We had the Birth to 3 people come out for Little Evan’s speech evaluation yesterday. They scheduled it for 1 pm which is an hour past his normal nap time, so when Evan started asking “night night? night night” before noon I knew it was going to be a LOOOONG afternoon. He actually did pretty well, only reaching that crazy level of exhaustion-induced hyperactivity for the last few minutes of the appointment.
Of course, he’s still a toddler, so his general behavior was in the realm of “I DO WHAT I WANT” for the whole hour. After the fourth time he almost hit the therapist in the face with his miniature hockey stick E took it away and an EPIC meltdown ensued – just at the exact moment the evaluator asked “Does he demonstrate appropriate negative emotions?”
Um, is standing in the middle of the kitchen wailing with giant tears running down his face because we took his stick away “appropriate”?
Turns out the answer is YES. BECAUSE HE IS TWO.
The evaluation was actually for all sorts of possible developmental problems, including an early screening for autism spectrum disorders. They brought toys and games and asked him to stack rings and point at items and identify pictures and show off his motor skills. There was one test that involved matching items on little cards (where’s the other spoon? where’s the other dog?) but he was totally over it after less than 30 seconds and ran off to chase the cat. The therapist actually skipped that test completely, because although not being able to focus long enough to participate is unhelpful, it wasn’t a measure of his ability to complete the task and she didn’t want to score him a zero on that one test when he could complete all the others.

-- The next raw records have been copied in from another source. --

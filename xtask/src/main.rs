//! Custom cargo commands for offerscope.
//!
//! Usage:
//!   cargo xtask verify    - Run full verification suite
//!   cargo xtask test      - Run all tests, with and without default features
//!   cargo xtask check     - Quick check (cargo check + test + clippy)
//!   cargo xtask bench     - Run benchmarks
//!   cargo xtask fuzz      - Run every fuzz target for a short while

use anyhow::{bail, Context, Result};
use std::collections::BTreeMap;
use std::env;
use std::path::PathBuf;
use std::process::Command;

const FUZZ_TARGETS: &[&str] = &["view_codec", "score_calculation", "fuzzy_similarity"];

fn main() -> Result<()> {
    let task = env::args().nth(1);
    match task.as_deref() {
        Some("verify") => verify()?,
        Some("test") => test()?,
        Some("check") => check()?,
        Some("bench") => bench()?,
        Some("fuzz") => fuzz(env::args().nth(2).as_deref())?,
        _ => print_help(),
    }
    Ok(())
}

fn print_help() {
    eprintln!(
        r#"
cargo xtask <COMMAND>

Commands:
  verify    Run full verification suite (tests + clippy + docs + weight table)
  test      Run all Rust tests, default and minimal features
  check     Quick check (cargo check + test + clippy)
  bench     Run benchmarks
  fuzz      Run fuzz targets for 60s each (needs cargo-fuzz and nightly)
            Pass a seconds value to override: cargo xtask fuzz 300
"#
    );
}

/// Full verification suite
fn verify() -> Result<()> {
    println!("==========================================");
    println!("offerscope Verification Suite");
    println!("==========================================\n");

    println!("[1/5] Checking documented weight table...");
    verify_weight_table()?;
    println!("✓ Weight table matches defaults\n");

    println!("[2/5] Running Rust tests...");
    run_cargo(&["test", "--quiet"])?;
    println!("✓ All Rust tests passed\n");

    println!("[3/5] Running tests without default features...");
    run_cargo(&["test", "--quiet", "--no-default-features"])?;
    println!("✓ Minimal feature set passes\n");

    println!("[4/5] Running clippy...");
    run_cargo(&["clippy", "--quiet", "--all-targets", "--", "-D", "warnings"])?;
    println!("✓ Clippy passed\n");

    println!("[5/5] Building docs...");
    run_cargo(&["doc", "--quiet", "--no-deps"])?;
    println!("✓ Docs build\n");

    println!("==========================================");
    println!("✓ ALL VERIFICATION CHECKS PASSED");
    println!("==========================================");

    Ok(())
}

fn test() -> Result<()> {
    run_cargo(&["test"])?;
    run_cargo(&["test", "--no-default-features"])
}

fn check() -> Result<()> {
    println!("Running quick checks...\n");

    println!("[1/3] cargo check...");
    run_cargo(&["check", "--all-targets"])?;

    println!("[2/3] cargo test...");
    run_cargo(&["test", "--quiet"])?;

    println!("[3/3] cargo clippy...");
    run_cargo(&["clippy", "--quiet", "--", "-D", "warnings"])?;

    println!("\n✓ Quick checks passed");
    Ok(())
}

fn bench() -> Result<()> {
    run_cargo(&["bench"])
}

fn fuzz(seconds: Option<&str>) -> Result<()> {
    let seconds = seconds.unwrap_or("60");
    seconds
        .parse::<u64>()
        .with_context(|| format!("Invalid fuzz duration '{}'", seconds))?;
    let max_time = format!("-max_total_time={}", seconds);

    for target in FUZZ_TARGETS {
        println!("Fuzzing {} for {}s...", target, seconds);
        let status = Command::new("cargo")
            .args(["+nightly", "fuzz", "run", target, "--", &max_time])
            .current_dir(project_root()?)
            .status()
            .context("Failed to run cargo fuzz (is cargo-fuzz installed?)")?;

        if !status.success() {
            bail!("fuzz target {} failed", target);
        }
    }

    println!("\n✓ All fuzz targets ran clean");
    Ok(())
}

// ============================================================================
// Helper functions
// ============================================================================

fn project_root() -> Result<PathBuf> {
    let manifest_dir = match env::var("CARGO_MANIFEST_DIR") {
        Ok(dir) => PathBuf::from(dir),
        Err(_) => env::current_dir().context("Failed to read current directory")?,
    };

    // xtask is in project_root/xtask, so go up one level
    let root = manifest_dir.parent().unwrap_or(&manifest_dir);
    Ok(root.to_path_buf())
}

fn run_cargo(args: &[&str]) -> Result<()> {
    let root = project_root()?;

    let status = Command::new("cargo")
        .args(args)
        .current_dir(&root)
        .status()
        .with_context(|| format!("Failed to run cargo {:?}", args))?;

    if !status.success() {
        bail!("cargo {:?} failed", args);
    }

    Ok(())
}

/// The field table in the weights module docs is what people read when tuning.
/// Keep it honest: every number in it must match `FieldWeights::default()`.
fn verify_weight_table() -> Result<()> {
    let path = project_root()?.join("src/scoring/weights.rs");
    let source = std::fs::read_to_string(&path)
        .with_context(|| format!("Failed to read {}", path.display()))?;

    let defaults = extract_defaults(&source);
    if defaults.is_empty() {
        bail!("No default weights found in {}", path.display());
    }

    let expected: &[(&str, &[&str], &str)] = &[
        ("Name", &["name_exact", "name_prefix", "name_contains"], "name_synonym"),
        ("Offer text", &["offer_contains"], "offer_synonym"),
        ("Category", &["category_contains"], "category_synonym"),
        ("Subcategory", &["subcategory_contains"], "subcategory_synonym"),
        ("Tag", &["tag_exact", "tag_contains", "tag_in_query"], "tag_synonym"),
        ("Description", &["description_contains"], "description_synonym"),
    ];

    for (label, primary_fields, synonym_field) in expected {
        let Some((primary, synonym)) = extract_table_row(&source, label) else {
            bail!("Weight table has no row for '{}'", label);
        };

        let want_primary: Vec<u32> = primary_fields
            .iter()
            .map(|field| lookup(&defaults, field))
            .collect::<Result<_>>()?;
        let want_synonym = lookup(&defaults, synonym_field)?;

        if primary != want_primary || synonym != want_synonym {
            bail!(
                "Weight table row '{}' says {:?} / {} but defaults are {:?} / {}",
                label,
                primary,
                synonym,
                want_primary,
                want_synonym
            );
        }
    }

    Ok(())
}

fn lookup(defaults: &BTreeMap<String, u32>, field: &str) -> Result<u32> {
    defaults
        .get(field)
        .copied()
        .with_context(|| format!("No default for weight '{}'", field))
}

fn extract_defaults(source: &str) -> BTreeMap<String, u32> {
    // Look for "            name_exact: 100," inside the Default impl
    source
        .lines()
        .filter_map(|line| {
            let (field, value) = line.trim().split_once(':')?;
            let value = value.trim().trim_end_matches(',').parse::<u32>().ok()?;
            Some((field.trim().to_string(), value))
        })
        .collect()
}

fn extract_table_row(source: &str, label: &str) -> Option<(Vec<u32>, u32)> {
    // Look for "//! | Name         | 100 / 80 / 60      | 25          |"
    source.lines().find_map(|line| {
        let cells: Vec<&str> = line
            .trim_start_matches("//!")
            .split('|')
            .map(str::trim)
            .collect();
        if cells.len() < 4 || cells[1] != label {
            return None;
        }
        let primary = cells[2]
            .split('/')
            .map(|n| n.trim().parse::<u32>().ok())
            .collect::<Option<Vec<_>>>()?;
        let synonym = cells[3].parse::<u32>().ok()?;
        Some((primary, synonym))
    })
}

The other 50% of the evaluation was questions for me ranging from my pregnancy to how Little Evan handles meeting strangers to what goals we have as a family. (I bombed on that last one BTW. I had no clue. She said some people say to be healthier as a family or to buy a bigger house or maybe a new car. I said “I just want us all to be happy” which makes me sound like a Miss USA contestant.) She asked a series of questions until we reached one where I gave a “wrong” answer, even if it meant going far past the skills they expect a 26 month old to have mastered. Not knowing which answer I was supposed to give made my palms sweat, but both women were so nice and very willing to help me explain and elaborate on my answers until they really understood what Evan’s typical behavior would be.
E came home from work early to be here for the meeting, which was both helpful – when dealing with EPIC TODDLER MELTDOWN – and unhelpful – when the evaluator asked “Does he have trouble separating from mom and dad, even with other familiar adults?”
“Not at all” said I.
“Absolutely” said E.
After a few minutes of clarification and discussion, we decided that we were both right. When we are all at home in the family room and one parent leaves Little Evan will scream and cry and throw a fit because someone is going somewhere and it is probably fun and how DARE they not take him TOO??! But when it comes to allowing another adult to provide for him he doesn’t care at all who it is. He let my father-in-law (who he hadn’t seen in months) put him to bed in an unfamiliar bedroom in Ohio without any problems. He regularly wanders off to the bathroom with my friend Cheri when she takes her son. He will ask anyone who happens to be around for help if he needs it. Apparently a lack of stranger-danger is OK at two, although I am suddenly much more worried about someone snatching him in public because he’d happily go without any protest. We should work on that.
But we WON’T be working with the Birth to 3 people anymore, because after an hour the therapist determined he’s totally normal for a 2 year old and we did not qualify for services. Which is good news. They assured me his vocabulary is fine and that they could understand a lot of what he said and that he had no other signs of any sort of delay. Some of their statistics were really reassuring – the 50 words by 2 is only a general guideline because that’s the point when kids start to put 2 words together and THAT is the real milestone for normal development. Little Evan has recently added “I” in front of most of his statements – “I slide! I wash! I stink! I fall down!” – so we’ve got 2 work phrases down. They also said a parent should be able to understand 60-70% of their child’s words at this age, which is almost exactly where we are. The speech therapist also confirmed that a child with advanced motor skills (she was REALLY impressed he can hit a ball with a hockey stick with direction) might take longer when it comes to verbal skills. I know it’s something people SAY but to hear it from an expert was nice.
One suggestion from the speech therapist that I really loved was to qualify and expand on the words he does have when he says them. When Evan points at a balloon and says “bah-oon!” instead of just saying “Yes that’s right!” I should say “Yes! That’s a red balloon! A big red balloon!”. I don’t know why I never thought of that on my own, but now I’m going to make a real effort to do it for all his words.
Two more things that made me really happy: First, we’re elligable for a development evaluation every 3 months, so if 12 weeks from now I’m still concerned they will come back and do it again. Second, at no point did they tell me I was over-reacting, concerned for no reason, imagining things or silly. I was actually more afraid of being laughed at than I was they would find something wrong and suggest we start therapy. But this evaluation couldn’t have gone better.
So if you’re wondering if you should mention your developmental concerns to your pediatrician? The answer is YES. I feel like a huge weight has been lifted and I can go back to just enjoying being mom to a toddler.